AUDIENCE MEMBER: “In other words, show two sides, and let that controversy — then you’ve really get a problem . . .”
WINSTON: “Well, one time I overdid it in trying to be subtle. In GODDESS UHURA, I had a scene where Uhura psychologically ‘divorces’ herself from Kirk by symbolically castrating him. In the scene, she was tossing the supernatural powers she gained through psionics on this huge, phallic-shaped rock. She fired at it and cut it in half, then psionically lifted herself in the air and stood on the blackened stump. And, seemingly, nobody caught that. I don’t think anybody saw that, but they could see by the end of the story that Uhura could say to Kirk, ‘Bye . . .’ and not feel any great regret about it. The subtlety worked, I think, but—”
AUDIENCE MEMBER: “Do you sometimes feel like saying, ‘Do you get the point?’ to people? I sometimes feel like I’ve hit them with a sledge hammer . . .”
JEAN: “Did you notice that in many — not all — but many of the reviews of ‘STAR TREK: The Motion Picture’, how many reviewers — who claimed to have seen the television series — complained that the movie did not have a villain, and they all said they wanted a Darth Vader. They wanted an evil force (groans from audience), and one of the messages of STAR TREK — that, apparently, plenty of people were able to miss entirely — is ‘There are no villains’!
“Every time we saw a so-called villain, he turned out to be some helpless, harmless — now — old man, or a mother protecting her young, or something of this sort . . .”
WINSTON: “The only one I saw was in Newsweek, which did an article some months before the film came out, pointing out that TREK consistently did stories with monsters that wanted to be understood . . . strange creatures that needed to be understood, demanded to be understood.
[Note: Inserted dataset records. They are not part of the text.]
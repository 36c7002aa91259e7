//! Estimate sheet template
//!
//! The calculator works the way the estimating spreadsheet does: measurements
//! go into input cells, and formula cells derive areas, paint volume, labor
//! and tier prices from them.
//!
//! | Sheet     | Contents |
//! |-----------|----------|
//! | `ROOM`    | inputs in column B, derived measurements in column D, tier prices in column F |
//! | `RATES`   | pricing constants in column B, lookup tables to the right |
//! | `PROJECT` | one row per room, project totals in column J |
//!
//! Rate cells are reached through names (`DOOR_AREA`, `PAINT_TABLE`, ...), so
//! the formulas read like the spreadsheet they replace.

use crate::config::RateTable;
use crate::error::Result;
use crate::room::RoomInput;
use paintbox_core::{CellAddress, CellKey, CellRange, CellValue, RawValue, SheetName};
use paintbox_formula::{Engine, ResultCache};
use rust_decimal::Decimal;
use serde::Serialize;
use std::sync::Arc;

pub const ROOM_SHEET: &str = "ROOM";
pub const RATES_SHEET: &str = "RATES";
pub const PROJECT_SHEET: &str = "PROJECT";

/// Derived cells of the room sheet
const ROOM_FORMULAS: &[(&str, &str)] = &[
    // Inputs usable at all
    ("D1", "=AND(B2>0,B3>0,B4>0,B9>=1)"),
    ("D2", "=IF(D1,2*(B2+B3),NA())"),
    ("D3", "=D2*B4"),
    ("D4", "=B5*DOOR_AREA+B6*WINDOW_AREA"),
    ("D5", "=MAX(0,D3-D4)"),
    ("D6", "=IF(D1,IF(B10,B2*B3,0),NA())"),
    ("D7", "=IF(B11,D2,0)"),
    ("D8", "=D5+D6"),
    ("D9", "=VLOOKUP(B8,PAINT_TABLE,2,FALSE)"),
    ("D10", "=CEILING(D8*B9/D9,1)"),
    ("D11", "=VLOOKUP(B7,CONDITION_TABLE,2,FALSE)"),
    (
        "D12",
        "=ROUND((D8*B9/PRODUCTIVITY+(B5+B6)*OPENING_HOURS+D7/TRIM_SPEED)*D11,2)",
    ),
    ("E2", "good"),
    ("E3", "better"),
    ("E4", "best"),
    (
        "F2",
        "=ROUND(MAX(MIN_CHARGE,(D8*INDEX(TIER_LABOR,1)*D11+D10*VLOOKUP(B8,PAINT_TABLE,3,FALSE)+D8*MATERIAL_RATE+D7*TRIM_RATE+PREP_FEE)*(1+MARKUP)),2)",
    ),
    (
        "F3",
        "=ROUND(MAX(MIN_CHARGE,(D8*INDEX(TIER_LABOR,2)*D11+D10*VLOOKUP(B8,PAINT_TABLE,4,FALSE)+D8*MATERIAL_RATE+D7*TRIM_RATE+PREP_FEE)*(1+MARKUP)),2)",
    ),
    (
        "F4",
        "=ROUND(MAX(MIN_CHARGE,(D8*INDEX(TIER_LABOR,3)*D11+D10*VLOOKUP(B8,PAINT_TABLE,5,FALSE)+D8*MATERIAL_RATE+D7*TRIM_RATE+PREP_FEE)*(1+MARKUP)),2)",
    ),
];

/// Cells of the room sheet the calculator reads back
#[derive(Debug, Clone, Copy, PartialEq, Eq, Hash, PartialOrd, Ord, Serialize)]
#[serde(rename_all = "snake_case")]
pub enum RoomOutput {
    Perimeter,
    GrossWallArea,
    OpeningArea,
    WallArea,
    CeilingArea,
    TrimLength,
    PaintableArea,
    Gallons,
    LaborHours,
    Good,
    Better,
    Best,
}

impl RoomOutput {
    pub const ALL: [RoomOutput; 12] = [
        RoomOutput::Perimeter,
        RoomOutput::GrossWallArea,
        RoomOutput::OpeningArea,
        RoomOutput::WallArea,
        RoomOutput::CeilingArea,
        RoomOutput::TrimLength,
        RoomOutput::PaintableArea,
        RoomOutput::Gallons,
        RoomOutput::LaborHours,
        RoomOutput::Good,
        RoomOutput::Better,
        RoomOutput::Best,
    ];

    pub fn address(self) -> &'static str {
        match self {
            RoomOutput::Perimeter => "D2",
            RoomOutput::GrossWallArea => "D3",
            RoomOutput::OpeningArea => "D4",
            RoomOutput::WallArea => "D5",
            RoomOutput::CeilingArea => "D6",
            RoomOutput::TrimLength => "D7",
            RoomOutput::PaintableArea => "D8",
            RoomOutput::Gallons => "D10",
            RoomOutput::LaborHours => "D12",
            RoomOutput::Good => "F2",
            RoomOutput::Better => "F3",
            RoomOutput::Best => "F4",
        }
    }

    pub fn label(self) -> &'static str {
        match self {
            RoomOutput::Perimeter => "perimeter",
            RoomOutput::GrossWallArea => "gross_wall_area",
            RoomOutput::OpeningArea => "opening_area",
            RoomOutput::WallArea => "wall_area",
            RoomOutput::CeilingArea => "ceiling_area",
            RoomOutput::TrimLength => "trim_length",
            RoomOutput::PaintableArea => "paintable_area",
            RoomOutput::Gallons => "gallons",
            RoomOutput::LaborHours => "labor_hours",
            RoomOutput::Good => "good",
            RoomOutput::Better => "better",
            RoomOutput::Best => "best",
        }
    }

    pub fn key(self) -> Result<CellKey> {
        cell_key(ROOM_SHEET, self.address())
    }
}

/// Cells of the project sheet the calculator reads back
#[derive(Debug, Clone, Copy, PartialEq, Eq, Hash, PartialOrd, Ord, Serialize)]
#[serde(rename_all = "snake_case")]
pub enum ProjectOutput {
    PaintableArea,
    Gallons,
    LaborHours,
    Discount,
    Good,
    Better,
    Best,
}

impl ProjectOutput {
    pub const ALL: [ProjectOutput; 7] = [
        ProjectOutput::PaintableArea,
        ProjectOutput::Gallons,
        ProjectOutput::LaborHours,
        ProjectOutput::Discount,
        ProjectOutput::Good,
        ProjectOutput::Better,
        ProjectOutput::Best,
    ];

    pub fn address(self) -> &'static str {
        match self {
            ProjectOutput::PaintableArea => "J2",
            ProjectOutput::Gallons => "J3",
            ProjectOutput::LaborHours => "J4",
            ProjectOutput::Discount => "J6",
            ProjectOutput::Good => "J7",
            ProjectOutput::Better => "J8",
            ProjectOutput::Best => "J9",
        }
    }

    pub fn label(self) -> &'static str {
        match self {
            ProjectOutput::PaintableArea => "total_paintable_area",
            ProjectOutput::Gallons => "total_gallons",
            ProjectOutput::LaborHours => "total_labor_hours",
            ProjectOutput::Discount => "discount",
            ProjectOutput::Good => "good",
            ProjectOutput::Better => "better",
            ProjectOutput::Best => "best",
        }
    }

    pub fn key(self) -> Result<CellKey> {
        cell_key(PROJECT_SHEET, self.address())
    }
}

/// One room's contribution to the project sheet
///
/// Outputs that failed for the room carry its error value, so project totals
/// fail the same way.
#[derive(Debug, Clone, PartialEq, Eq)]
pub struct ProjectRow {
    pub name: String,
    pub paintable_area: CellValue,
    pub gallons: CellValue,
    pub labor_hours: CellValue,
    pub good: CellValue,
    pub better: CellValue,
    pub best: CellValue,
}

fn cell_key(sheet: &str, address: &str) -> Result<CellKey> {
    Ok(CellKey::new(SheetName::new(sheet)?, CellAddress::parse(address)?))
}

/// Accumulates the contents of one sheet
struct SheetWriter {
    sheet: SheetName,
    cells: Vec<(CellKey, RawValue)>,
}

impl SheetWriter {
    fn new(sheet: &str) -> Result<Self> {
        Ok(Self {
            sheet: SheetName::new(sheet)?,
            cells: Vec::new(),
        })
    }

    fn put(&mut self, address: &str, value: impl Into<RawValue>) -> Result<()> {
        let address = CellAddress::parse(address)?;
        self.put_at(address.row, address.col, value);
        Ok(())
    }

    /// 0-based row and column
    fn put_at(&mut self, row: u32, col: u16, value: impl Into<RawValue>) {
        let key = CellKey::new(self.sheet.clone(), CellAddress::new(row, col));
        self.cells.push((key, value.into()));
    }

    /// Text that must never be read as a formula
    fn put_text(&mut self, row: u32, col: u16, text: &str) {
        self.put_at(row, col, CellValue::text(text));
    }

    fn finish(self) -> Vec<(CellKey, RawValue)> {
        self.cells
    }
}

/// `RATES!<range>` text for a block of rows
fn rates_range(first_row: u32, rows: usize, first_col: u16, last_col: u16) -> String {
    let last_row = first_row + rows.saturating_sub(1) as u32;
    let range = CellRange::from_indices(first_row, first_col, last_row, last_col);
    format!("{}!{}:{}", RATES_SHEET, range.start, range.end)
}

// RATES layout: scalars in B2:B12, tier rates in B14:D14, tables from row 2
const TIER_ROW: u32 = 13;
const CONDITION_COL: u16 = 3;
const PAINT_COL: u16 = 6;
const DISCOUNT_COL: u16 = 12;

/// Scalar rates and the names they are published under
fn scalar_rates(rates: &RateTable) -> [(&'static str, Decimal); 11] {
    [
        ("DOOR_AREA", rates.door_area),
        ("WINDOW_AREA", rates.window_area),
        ("PRODUCTIVITY", rates.productivity_sqft_per_hour),
        ("OPENING_HOURS", rates.hours_per_opening),
        ("TRIM_SPEED", rates.trim_feet_per_hour),
        ("TRIM_RATE", rates.trim_rate),
        ("MATERIAL_RATE", rates.material_rate),
        ("PREP_FEE", rates.prep_fee),
        ("MARKUP", rates.markup),
        ("MIN_CHARGE", rates.minimum_charge),
        ("PROJECT_MINIMUM", rates.project_minimum),
    ]
}

/// Contents of the `RATES` sheet
pub fn rate_cells(rates: &RateTable) -> Result<Vec<(CellKey, RawValue)>> {
    let mut sheet = SheetWriter::new(RATES_SHEET)?;

    for (row, (name, value)) in (1u32..).zip(scalar_rates(rates)) {
        sheet.put_text(row, 0, &name.to_ascii_lowercase());
        sheet.put_at(row, 1, value);
    }

    sheet.put_text(TIER_ROW, 0, "tier_labor");
    sheet.put_at(TIER_ROW, 1, rates.tiers.good);
    sheet.put_at(TIER_ROW, 2, rates.tiers.better);
    sheet.put_at(TIER_ROW, 3, rates.tiers.best);

    sheet.put_text(0, CONDITION_COL, "condition");
    sheet.put_text(0, CONDITION_COL + 1, "multiplier");
    for (row, rate) in (1u32..).zip(&rates.conditions) {
        sheet.put_text(row, CONDITION_COL, rate.condition.as_str());
        sheet.put_at(row, CONDITION_COL + 1, rate.multiplier);
    }

    for (col, header) in (PAINT_COL..).zip(["paint", "coverage", "good", "better", "best"]) {
        sheet.put_text(0, col, header);
    }
    for (row, paint) in (1u32..).zip(&rates.paints) {
        sheet.put_text(row, PAINT_COL, paint.paint_type.as_str());
        sheet.put_at(row, PAINT_COL + 1, paint.coverage_sqft);
        sheet.put_at(row, PAINT_COL + 2, paint.good);
        sheet.put_at(row, PAINT_COL + 3, paint.better);
        sheet.put_at(row, PAINT_COL + 4, paint.best);
    }

    sheet.put_text(0, DISCOUNT_COL, "min_rooms");
    sheet.put_text(0, DISCOUNT_COL + 1, "discount");
    for (row, discount) in (1u32..).zip(rates.sorted_discounts()) {
        sheet.put_at(row, DISCOUNT_COL, discount.min_rooms);
        sheet.put_at(row, DISCOUNT_COL + 1, discount.discount);
    }

    Ok(sheet.finish())
}

/// Names the estimate formulas use, with what they refer to
pub fn rate_names(rates: &RateTable) -> Vec<(&'static str, String)> {
    let mut names: Vec<(&'static str, String)> = (1u32..)
        .zip(scalar_rates(rates))
        .map(|(row, (name, _))| {
            (name, format!("{}!{}", RATES_SHEET, CellAddress::new(row, 1)))
        })
        .collect();

    names.push(("TIER_LABOR", rates_range(TIER_ROW, 1, 1, 3)));
    names.push((
        "CONDITION_TABLE",
        rates_range(1, rates.conditions.len(), CONDITION_COL, CONDITION_COL + 1),
    ));
    names.push((
        "PAINT_TABLE",
        rates_range(1, rates.paints.len(), PAINT_COL, PAINT_COL + 4),
    ));
    names.push((
        "DISCOUNTS",
        rates_range(
            1,
            rates.multi_room_discounts.len(),
            DISCOUNT_COL,
            DISCOUNT_COL + 1,
        ),
    ));
    names
}

/// Inputs and formulas of the `ROOM` sheet
pub fn room_cells(room: &RoomInput) -> Result<Vec<(CellKey, RawValue)>> {
    let mut sheet = SheetWriter::new(ROOM_SHEET)?;

    sheet.put_text(0, 1, &room.name);
    sheet.put("B2", room.length_ft)?;
    sheet.put("B3", room.width_ft)?;
    sheet.put("B4", room.height_ft)?;
    sheet.put("B5", room.doors)?;
    sheet.put("B6", room.windows)?;
    sheet.put_text(6, 1, room.surface_condition.as_str());
    sheet.put_text(7, 1, room.paint_type.as_str());
    sheet.put("B9", room.coats)?;
    sheet.put("B10", room.include_ceiling)?;
    sheet.put("B11", room.include_trim)?;

    for (address, content) in ROOM_FORMULAS {
        if content.starts_with('=') {
            sheet.put(address, RawValue::formula(content))?;
        } else {
            let address = CellAddress::parse(address)?;
            sheet.put_text(address.row, address.col, content);
        }
    }

    Ok(sheet.finish())
}

/// Room rows and totals of the `PROJECT` sheet
pub fn project_cells(rows: &[ProjectRow]) -> Result<Vec<(CellKey, RawValue)>> {
    let mut sheet = SheetWriter::new(PROJECT_SHEET)?;

    for (col, header) in (0u16..).zip(["room", "area", "gallons", "hours", "good", "better", "best"]) {
        sheet.put_text(0, col, header);
    }
    for (row, room) in (1u32..).zip(rows) {
        sheet.put_text(row, 0, &room.name);
        sheet.put_at(row, 1, room.paintable_area.clone());
        sheet.put_at(row, 2, room.gallons.clone());
        sheet.put_at(row, 3, room.labor_hours.clone());
        sheet.put_at(row, 4, room.good.clone());
        sheet.put_at(row, 5, room.better.clone());
        sheet.put_at(row, 6, room.best.clone());
    }

    let last = rows.len().max(1) + 1;
    let column = |letter: &str| format!("{letter}2:{letter}{last}");
    let tier = |letter: &str| {
        format!(
            "=ROUND(MAX(PROJECT_MINIMUM,SUM({})*(1-J6)),2)",
            column(letter)
        )
    };

    sheet.put("J2", RawValue::formula(format!("=SUM({})", column("B"))))?;
    sheet.put("J3", RawValue::formula(format!("=SUM({})", column("C"))))?;
    sheet.put("J4", RawValue::formula(format!("=SUM({})", column("D"))))?;
    sheet.put("J5", RawValue::formula(format!("=COUNTA({})", column("A"))))?;
    sheet.put("J6", RawValue::formula("=VLOOKUP(J5,DISCOUNTS,2,TRUE)"))?;
    sheet.put("J7", RawValue::formula(tier("E")))?;
    sheet.put("J8", RawValue::formula(tier("F")))?;
    sheet.put("J9", RawValue::formula(tier("G")))?;

    Ok(sheet.finish())
}

/// A fresh engine holding the rate sheet and its names
fn rates_engine(rates: &RateTable, cache: Option<Arc<ResultCache>>) -> Result<Engine> {
    let mut engine = Engine::new();
    if let Some(cache) = cache {
        engine = engine.with_cache(cache);
    }
    engine.set_worksheet_data(rate_cells(rates)?);
    for (name, target) in rate_names(rates) {
        engine.define_name(name, &target)?;
    }
    Ok(engine)
}

/// Engine seeded with the estimate sheet for one room
pub fn room_engine(
    room: &RoomInput,
    rates: &RateTable,
    cache: Option<Arc<ResultCache>>,
) -> Result<Engine> {
    let mut engine = rates_engine(rates, cache)?;
    engine.set_worksheet_data(room_cells(room)?);
    Ok(engine)
}

/// Engine seeded with the project aggregation sheet
pub fn project_engine(
    rows: &[ProjectRow],
    rates: &RateTable,
    cache: Option<Arc<ResultCache>>,
) -> Result<Engine> {
    let mut engine = rates_engine(rates, cache)?;
    engine.set_worksheet_data(project_cells(rows)?);
    Ok(engine)
}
The only problem with the movie was that we got a rehash of old episodes. But we got the same message, that everyone needs to be understood and needs some kind of firm ground they can stand on . . . Yes?”
AUDIENCE MEMBER#3: “I think it was all summed up in the movie with Dr. McCoy saying, ‘Why is it that whatever we don’t understand is called a ‘thing’?’ When I saw the movie for the first time, I almost felt like applauding that line . . .”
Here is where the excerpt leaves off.